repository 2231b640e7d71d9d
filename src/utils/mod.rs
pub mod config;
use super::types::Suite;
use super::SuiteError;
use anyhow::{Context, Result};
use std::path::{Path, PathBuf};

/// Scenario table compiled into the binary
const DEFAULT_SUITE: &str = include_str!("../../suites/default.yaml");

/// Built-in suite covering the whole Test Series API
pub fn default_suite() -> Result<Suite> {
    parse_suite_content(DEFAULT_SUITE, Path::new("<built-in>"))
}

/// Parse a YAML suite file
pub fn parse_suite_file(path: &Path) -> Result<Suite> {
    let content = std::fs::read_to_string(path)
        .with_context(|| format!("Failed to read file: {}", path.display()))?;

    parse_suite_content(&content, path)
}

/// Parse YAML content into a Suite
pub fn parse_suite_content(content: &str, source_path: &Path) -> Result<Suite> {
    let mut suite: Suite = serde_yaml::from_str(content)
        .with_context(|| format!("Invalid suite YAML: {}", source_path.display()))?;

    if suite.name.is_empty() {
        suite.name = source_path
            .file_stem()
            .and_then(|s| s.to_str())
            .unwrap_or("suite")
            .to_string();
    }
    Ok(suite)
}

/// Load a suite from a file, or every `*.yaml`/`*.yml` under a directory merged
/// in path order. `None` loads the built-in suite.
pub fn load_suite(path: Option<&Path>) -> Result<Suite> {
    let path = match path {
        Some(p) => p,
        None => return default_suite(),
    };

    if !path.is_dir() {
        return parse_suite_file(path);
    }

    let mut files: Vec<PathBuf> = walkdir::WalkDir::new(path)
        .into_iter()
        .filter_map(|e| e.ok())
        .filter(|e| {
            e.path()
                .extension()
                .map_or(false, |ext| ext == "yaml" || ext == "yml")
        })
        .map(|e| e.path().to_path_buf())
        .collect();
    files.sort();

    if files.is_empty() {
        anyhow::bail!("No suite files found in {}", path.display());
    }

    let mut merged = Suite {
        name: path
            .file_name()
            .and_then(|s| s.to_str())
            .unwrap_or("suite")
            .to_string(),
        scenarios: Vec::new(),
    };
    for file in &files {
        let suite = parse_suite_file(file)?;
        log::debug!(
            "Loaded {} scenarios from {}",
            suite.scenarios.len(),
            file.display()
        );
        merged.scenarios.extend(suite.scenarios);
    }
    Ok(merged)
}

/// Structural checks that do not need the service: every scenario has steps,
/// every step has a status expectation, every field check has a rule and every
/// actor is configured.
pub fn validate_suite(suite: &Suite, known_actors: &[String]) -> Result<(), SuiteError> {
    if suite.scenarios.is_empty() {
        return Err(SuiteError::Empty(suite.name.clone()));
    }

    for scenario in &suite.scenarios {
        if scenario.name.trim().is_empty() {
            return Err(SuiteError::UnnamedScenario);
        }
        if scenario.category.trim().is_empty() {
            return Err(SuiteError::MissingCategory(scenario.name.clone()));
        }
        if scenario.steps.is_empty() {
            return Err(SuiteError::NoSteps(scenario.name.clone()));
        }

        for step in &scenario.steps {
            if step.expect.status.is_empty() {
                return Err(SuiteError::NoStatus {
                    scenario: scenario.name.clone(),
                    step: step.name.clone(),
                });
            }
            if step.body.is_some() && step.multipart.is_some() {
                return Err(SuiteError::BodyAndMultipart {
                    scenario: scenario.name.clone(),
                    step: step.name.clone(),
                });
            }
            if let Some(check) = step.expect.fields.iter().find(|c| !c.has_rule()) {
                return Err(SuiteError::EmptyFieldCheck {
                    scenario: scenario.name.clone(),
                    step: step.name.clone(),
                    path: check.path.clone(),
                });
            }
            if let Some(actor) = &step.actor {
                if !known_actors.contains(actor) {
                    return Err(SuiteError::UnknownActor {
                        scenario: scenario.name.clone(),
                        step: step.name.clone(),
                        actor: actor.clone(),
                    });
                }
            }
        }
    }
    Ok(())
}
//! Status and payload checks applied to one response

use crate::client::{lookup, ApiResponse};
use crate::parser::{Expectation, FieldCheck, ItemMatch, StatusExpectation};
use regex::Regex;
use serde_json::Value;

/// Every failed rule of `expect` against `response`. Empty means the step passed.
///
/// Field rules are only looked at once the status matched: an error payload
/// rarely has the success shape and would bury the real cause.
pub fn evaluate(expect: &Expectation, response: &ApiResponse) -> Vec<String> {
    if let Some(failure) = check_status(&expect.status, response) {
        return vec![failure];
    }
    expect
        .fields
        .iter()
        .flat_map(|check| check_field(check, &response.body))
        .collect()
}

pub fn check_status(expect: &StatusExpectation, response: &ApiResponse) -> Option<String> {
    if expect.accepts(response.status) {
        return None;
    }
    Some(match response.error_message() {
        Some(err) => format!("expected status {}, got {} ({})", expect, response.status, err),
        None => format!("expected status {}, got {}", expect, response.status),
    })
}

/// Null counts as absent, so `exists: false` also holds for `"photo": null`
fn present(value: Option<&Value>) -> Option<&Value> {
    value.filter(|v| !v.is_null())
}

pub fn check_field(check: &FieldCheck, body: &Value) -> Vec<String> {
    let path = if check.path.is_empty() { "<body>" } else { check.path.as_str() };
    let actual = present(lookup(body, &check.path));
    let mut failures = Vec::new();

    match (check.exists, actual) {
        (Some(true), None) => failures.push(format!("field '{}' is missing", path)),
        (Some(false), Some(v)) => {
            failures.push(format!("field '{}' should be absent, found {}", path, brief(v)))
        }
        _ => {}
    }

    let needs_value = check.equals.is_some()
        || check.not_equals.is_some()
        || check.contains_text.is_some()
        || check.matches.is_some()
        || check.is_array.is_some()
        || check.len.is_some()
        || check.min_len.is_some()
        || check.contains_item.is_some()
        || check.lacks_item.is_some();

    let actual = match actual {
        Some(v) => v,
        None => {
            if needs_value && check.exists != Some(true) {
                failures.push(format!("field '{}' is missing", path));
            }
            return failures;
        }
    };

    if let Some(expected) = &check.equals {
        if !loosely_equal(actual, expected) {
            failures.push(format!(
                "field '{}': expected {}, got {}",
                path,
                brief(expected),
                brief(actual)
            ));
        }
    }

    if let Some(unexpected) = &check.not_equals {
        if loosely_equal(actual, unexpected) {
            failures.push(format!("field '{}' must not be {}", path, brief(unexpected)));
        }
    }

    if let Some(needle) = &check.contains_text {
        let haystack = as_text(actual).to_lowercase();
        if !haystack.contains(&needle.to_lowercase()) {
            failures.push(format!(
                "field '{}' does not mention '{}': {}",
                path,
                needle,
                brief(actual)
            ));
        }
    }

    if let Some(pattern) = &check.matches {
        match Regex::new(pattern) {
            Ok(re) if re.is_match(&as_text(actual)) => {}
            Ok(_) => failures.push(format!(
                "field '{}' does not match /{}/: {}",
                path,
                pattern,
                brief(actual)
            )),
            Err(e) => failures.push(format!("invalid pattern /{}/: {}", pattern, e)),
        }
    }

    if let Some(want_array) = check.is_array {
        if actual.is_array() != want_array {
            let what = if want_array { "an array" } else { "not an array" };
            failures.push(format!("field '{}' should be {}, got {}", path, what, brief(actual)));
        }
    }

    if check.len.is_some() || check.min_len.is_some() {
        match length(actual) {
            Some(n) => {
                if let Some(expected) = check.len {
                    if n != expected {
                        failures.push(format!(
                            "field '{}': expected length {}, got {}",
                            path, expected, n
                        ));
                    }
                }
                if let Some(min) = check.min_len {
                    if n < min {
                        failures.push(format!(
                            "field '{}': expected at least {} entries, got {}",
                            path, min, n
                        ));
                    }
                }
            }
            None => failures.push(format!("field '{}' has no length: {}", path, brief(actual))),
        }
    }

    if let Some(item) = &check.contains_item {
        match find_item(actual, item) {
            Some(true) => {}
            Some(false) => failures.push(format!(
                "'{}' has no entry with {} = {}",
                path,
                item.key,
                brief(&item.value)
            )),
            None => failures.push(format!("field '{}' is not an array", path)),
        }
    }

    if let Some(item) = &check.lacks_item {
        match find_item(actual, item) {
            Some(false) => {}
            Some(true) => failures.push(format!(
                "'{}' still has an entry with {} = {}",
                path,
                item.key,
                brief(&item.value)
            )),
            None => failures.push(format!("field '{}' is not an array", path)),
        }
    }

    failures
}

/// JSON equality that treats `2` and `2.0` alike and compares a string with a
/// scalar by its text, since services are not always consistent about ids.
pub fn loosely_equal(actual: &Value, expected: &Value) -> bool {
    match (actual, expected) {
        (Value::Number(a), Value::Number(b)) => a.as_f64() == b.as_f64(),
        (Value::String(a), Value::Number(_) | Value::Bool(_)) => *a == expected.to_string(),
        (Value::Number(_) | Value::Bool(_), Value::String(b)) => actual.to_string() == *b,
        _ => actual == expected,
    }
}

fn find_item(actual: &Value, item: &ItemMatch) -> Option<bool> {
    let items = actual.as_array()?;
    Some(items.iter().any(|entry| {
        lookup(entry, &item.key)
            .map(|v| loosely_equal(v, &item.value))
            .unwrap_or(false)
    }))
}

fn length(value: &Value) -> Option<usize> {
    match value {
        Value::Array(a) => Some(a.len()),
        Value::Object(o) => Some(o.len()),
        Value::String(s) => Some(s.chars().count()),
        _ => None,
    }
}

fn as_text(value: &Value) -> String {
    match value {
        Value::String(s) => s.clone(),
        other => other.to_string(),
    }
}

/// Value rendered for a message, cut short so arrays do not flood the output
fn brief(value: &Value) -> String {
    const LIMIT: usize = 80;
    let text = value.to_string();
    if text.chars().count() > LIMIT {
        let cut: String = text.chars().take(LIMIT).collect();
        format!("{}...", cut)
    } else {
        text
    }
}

==================================================

Starting from the top of the records and ending at the line that contains "Test Series API", repeat each line exactly and return only those lines.

Finished exercise:
repository 2231b640e7d71d9d
filename src/utils/mod.rs
pub mod config;
use super::types::Suite;
use super::SuiteError;
use anyhow::{Context, Result};
use std::path::{Path, PathBuf};

/// Scenario table compiled into the binary
const DEFAULT_SUITE: &str = include_str!("../../suites/default.yaml");

/// Built-in suite covering the whole Test Series API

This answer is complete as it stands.